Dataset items

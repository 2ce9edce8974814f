//! Request and response DTOs for the learning backend.
//!
//! DESIGN
//! ======
//! Response shapes are deserialized strictly enough to surface a
//! `MalformedResponse` when a required field is missing, but numeric and id
//! fields accept either JSON strings or numbers since the backend is not
//! consistent about them. The session user is the exception: it is kept as
//! the raw JSON value the backend returned.

#[cfg(test)]
#[path = "types_test.rs"]
mod types_test;

use serde::de::Error as _;
use serde::{Deserialize, Deserializer, Serialize};
use serde_json::Value;

/// Course recorded by the "Mark Intro Complete" action.
pub const INTRO_COURSE: &str = "Foundations";
/// Lesson recorded by the "Mark Intro Complete" action.
pub const INTRO_LESSON: &str = "Intro";
/// Provider tag sent with every signup.
pub const EMAIL_PROVIDER: &str = "email";

// =============================================================================
// VIDEOS
// =============================================================================

/// Curated channel list returned by `GET /api/videos`.
#[derive(Clone, Debug, Default, PartialEq, Serialize, Deserialize)]
pub struct VideoCatalog {
    pub channels: Vec<Channel>,
}

/// One creator channel with its topics and a few featured videos.
#[derive(Clone, Debug, PartialEq, Serialize, Deserialize)]
pub struct Channel {
    pub name: String,
    pub url: String,
    #[serde(default)]
    pub topics: Vec<String>,
    #[serde(default)]
    pub videos: Vec<Video>,
}

impl Channel {
    /// Topics joined for display, e.g. `"Rust, Systems"`.
    #[must_use]
    pub fn topics_label(&self) -> String {
        self.topics.join(", ")
    }
}

/// A single embeddable video.
#[derive(Clone, Debug, PartialEq, Eq, Serialize, Deserialize)]
pub struct Video {
    #[serde(rename = "videoId")]
    pub video_id: String,
    pub title: String,
}

impl Video {
    #[must_use]
    pub fn embed_url(&self) -> String {
        format!("https://www.youtube.com/embed/{}", self.video_id)
    }
}

// =============================================================================
// NOTES
// =============================================================================

/// A stored note as listed by `GET /api/notes`.
#[derive(Clone, Debug, PartialEq, Eq, Serialize, Deserialize)]
pub struct Note {
    #[serde(deserialize_with = "deserialize_id")]
    pub id: String,
    #[serde(default, deserialize_with = "deserialize_owner_id")]
    pub user_id: String,
    pub title: String,
    pub content: String,
}

/// Body of `POST /api/notes`.
#[derive(Clone, Debug, PartialEq, Eq, Serialize, Deserialize)]
pub struct NoteDraft {
    pub user_id: String,
    pub title: String,
    pub content: String,
}

// =============================================================================
// MENTOR
// =============================================================================

/// Experience level the mentor tailors its answer to.
#[derive(Clone, Copy, Debug, Default, PartialEq, Eq, Serialize, Deserialize)]
#[serde(rename_all = "lowercase")]
pub enum MentorLevel {
    #[default]
    Beginner,
    Intermediate,
    Advanced,
}

impl MentorLevel {
    pub const ALL: [Self; 3] = [Self::Beginner, Self::Intermediate, Self::Advanced];

    /// Wire value, also used as the `<option>` value.
    #[must_use]
    pub fn as_str(self) -> &'static str {
        match self {
            Self::Beginner => "beginner",
            Self::Intermediate => "intermediate",
            Self::Advanced => "advanced",
        }
    }

    #[must_use]
    pub fn label(self) -> &'static str {
        match self {
            Self::Beginner => "Beginner",
            Self::Intermediate => "Intermediate",
            Self::Advanced => "Advanced",
        }
    }

    /// Parse a wire value; anything outside the closed set is rejected.
    #[must_use]
    pub fn parse(raw: &str) -> Option<Self> {
        Self::ALL.into_iter().find(|level| level.as_str() == raw.trim())
    }
}

/// Body of `POST /api/ai/mentor`.
#[derive(Clone, Debug, PartialEq, Eq, Serialize, Deserialize)]
pub struct MentorRequest {
    pub question: String,
    pub language: String,
    pub level: MentorLevel,
}

#[derive(Clone, Debug, PartialEq, Eq, Deserialize)]
pub(crate) struct MentorAnswer {
    pub answer: String,
}

// =============================================================================
// CONVERTER
// =============================================================================

/// Body of `POST /api/ai/convert`.
#[derive(Clone, Debug, PartialEq, Eq, Serialize, Deserialize)]
pub struct ConvertRequest {
    pub source_language: String,
    pub target_language: String,
    pub code: String,
}

/// Converted source plus optional commentary from the converter.
#[derive(Clone, Debug, PartialEq, Eq, Serialize, Deserialize)]
pub struct ConvertResult {
    pub converted: String,
    #[serde(default)]
    pub notes: Option<String>,
}

impl ConvertResult {
    /// `converted`, followed by a notes section only when notes are non-empty.
    #[must_use]
    pub fn display_text(&self) -> String {
        match self.notes.as_deref() {
            Some(notes) if !notes.is_empty() => format!("{}\n\nNotes: {notes}", self.converted),
            _ => self.converted.clone(),
        }
    }
}

// =============================================================================
// PROGRESS
// =============================================================================

/// Per-user progress summary from `GET /api/progress/{user_id}`.
///
/// A user with no recorded lessons may come back with either field missing
/// or `null`. Ranks are shown as text, so numeric ranks are stringified.
#[derive(Clone, Debug, Default, PartialEq, Eq, Serialize, Deserialize)]
pub struct ProgressRecord {
    #[serde(default, deserialize_with = "deserialize_i64_from_number")]
    pub completed: i64,
    #[serde(default, deserialize_with = "deserialize_rank")]
    pub rank: Option<String>,
}

/// Body of `POST /api/progress`.
#[derive(Clone, Debug, PartialEq, Eq, Serialize, Deserialize)]
pub struct ProgressUpdate {
    pub user_id: String,
    pub course: String,
    pub lesson: String,
    pub completed: bool,
}

impl ProgressUpdate {
    /// The fixed update behind "Mark Intro Complete".
    #[must_use]
    pub fn intro_complete(user_id: &str) -> Self {
        Self {
            user_id: user_id.to_owned(),
            course: INTRO_COURSE.to_owned(),
            lesson: INTRO_LESSON.to_owned(),
            completed: true,
        }
    }
}

// =============================================================================
// AUTH
// =============================================================================

/// Body of `POST /api/auth/signup`.
#[derive(Clone, Debug, PartialEq, Eq, Serialize, Deserialize)]
pub struct SignupRequest {
    pub name: String,
    pub email: String,
    pub provider: String,
}

impl SignupRequest {
    #[must_use]
    pub fn email(name: &str, email: &str) -> Self {
        Self { name: name.to_owned(), email: email.to_owned(), provider: EMAIL_PROVIDER.to_owned() }
    }
}

/// Body of `POST /api/auth/login`.
#[derive(Clone, Debug, PartialEq, Eq, Serialize, Deserialize)]
pub struct LoginRequest {
    pub email: String,
}

/// Identity returned by signup/login, kept exactly as the backend sent it.
///
/// Accessors read well-known fields leniently; a payload without a usable
/// `user_id` still stores, it just grants no identity.
#[derive(Clone, Debug, PartialEq, Serialize, Deserialize)]
#[serde(transparent)]
pub struct SessionUser(pub Value);

impl SessionUser {
    /// `user_id` as a string, accepting JSON strings and numbers.
    #[must_use]
    pub fn user_id(&self) -> Option<String> {
        match self.0.get("user_id")? {
            Value::String(id) if !id.is_empty() => Some(id.clone()),
            Value::Number(id) => Some(id.to_string()),
            _ => None,
        }
    }

    #[must_use]
    pub fn name(&self) -> Option<&str> {
        self.0.get("name").and_then(Value::as_str)
    }

    #[must_use]
    pub fn email(&self) -> Option<&str> {
        self.0.get("email").and_then(Value::as_str)
    }

    #[must_use]
    pub fn rank(&self) -> Option<&str> {
        self.0.get("rank").and_then(Value::as_str)
    }

    #[must_use]
    pub fn raw(&self) -> &Value {
        &self.0
    }
}

// =============================================================================
// LENIENT FIELDS
// =============================================================================

fn deserialize_id<'de, D>(deserializer: D) -> Result<String, D::Error>
where
    D: Deserializer<'de>,
{
    match Value::deserialize(deserializer)? {
        Value::String(id) => Ok(id),
        Value::Number(id) => Ok(id.to_string()),
        other => Err(D::Error::custom(format!("expected string or number id, got {other}"))),
    }
}

/// Like [`deserialize_id`], but a `null` owner reads as empty.
fn deserialize_owner_id<'de, D>(deserializer: D) -> Result<String, D::Error>
where
    D: Deserializer<'de>,
{
    match Value::deserialize(deserializer)? {
        Value::Null => Ok(String::new()),
        Value::String(id) => Ok(id),
        Value::Number(id) => Ok(id.to_string()),
        other => Err(D::Error::custom(format!("expected string or number id, got {other}"))),
    }
}

fn deserialize_rank<'de, D>(deserializer: D) -> Result<Option<String>, D::Error>
where
    D: Deserializer<'de>,
{
    match Value::deserialize(deserializer)? {
        Value::Null => Ok(None),
        Value::String(rank) => Ok(Some(rank)),
        Value::Number(rank) => Ok(Some(rank.to_string())),
        Value::Bool(rank) => Ok(Some(rank.to_string())),
        other => Err(D::Error::custom(format!("expected scalar rank, got {other}"))),
    }
}

/// Integral numbers, including integral floats; `null` reads as 0.
fn deserialize_i64_from_number<'de, D>(deserializer: D) -> Result<i64, D::Error>
where
    D: Deserializer<'de>,
{
    let value = Value::deserialize(deserializer)?;
    match value {
        Value::Number(number) => {
            if let Some(int) = number.as_i64() {
                return Ok(int);
            }
            #[allow(clippy::cast_precision_loss, clippy::cast_possible_truncation)]
            if let Some(float) = number.as_f64()
                && float.is_finite()
                && float.fract() == 0.0
                && float >= i64::MIN as f64
                && float <= i64::MAX as f64
            {
                return Ok(float as i64);
            }
            Err(D::Error::custom("expected integer-compatible number"))
        }
        Value::Null => Ok(0),
        _ => Err(D::Error::custom("expected number")),
    }
}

## TASK DESCRIPTION
Set down, exactly as they stand above, the lines starting with the line with "pub fn topics_label(&self)" and going on through the line with "pub fn embed_url(&self)", and no others.

## RESULT OF THIS TASK
    pub fn topics_label(&self) -> String {
        self.topics.join(", ")
    }
}

/// A single embeddable video.
#[derive(Clone, Debug, PartialEq, Eq, Serialize, Deserialize)]
pub struct Video {
    #[serde(rename = "videoId")]
    pub video_id: String,
    pub title: String,
}

impl Video {
    #[must_use]
    pub fn embed_url(&self) -> String {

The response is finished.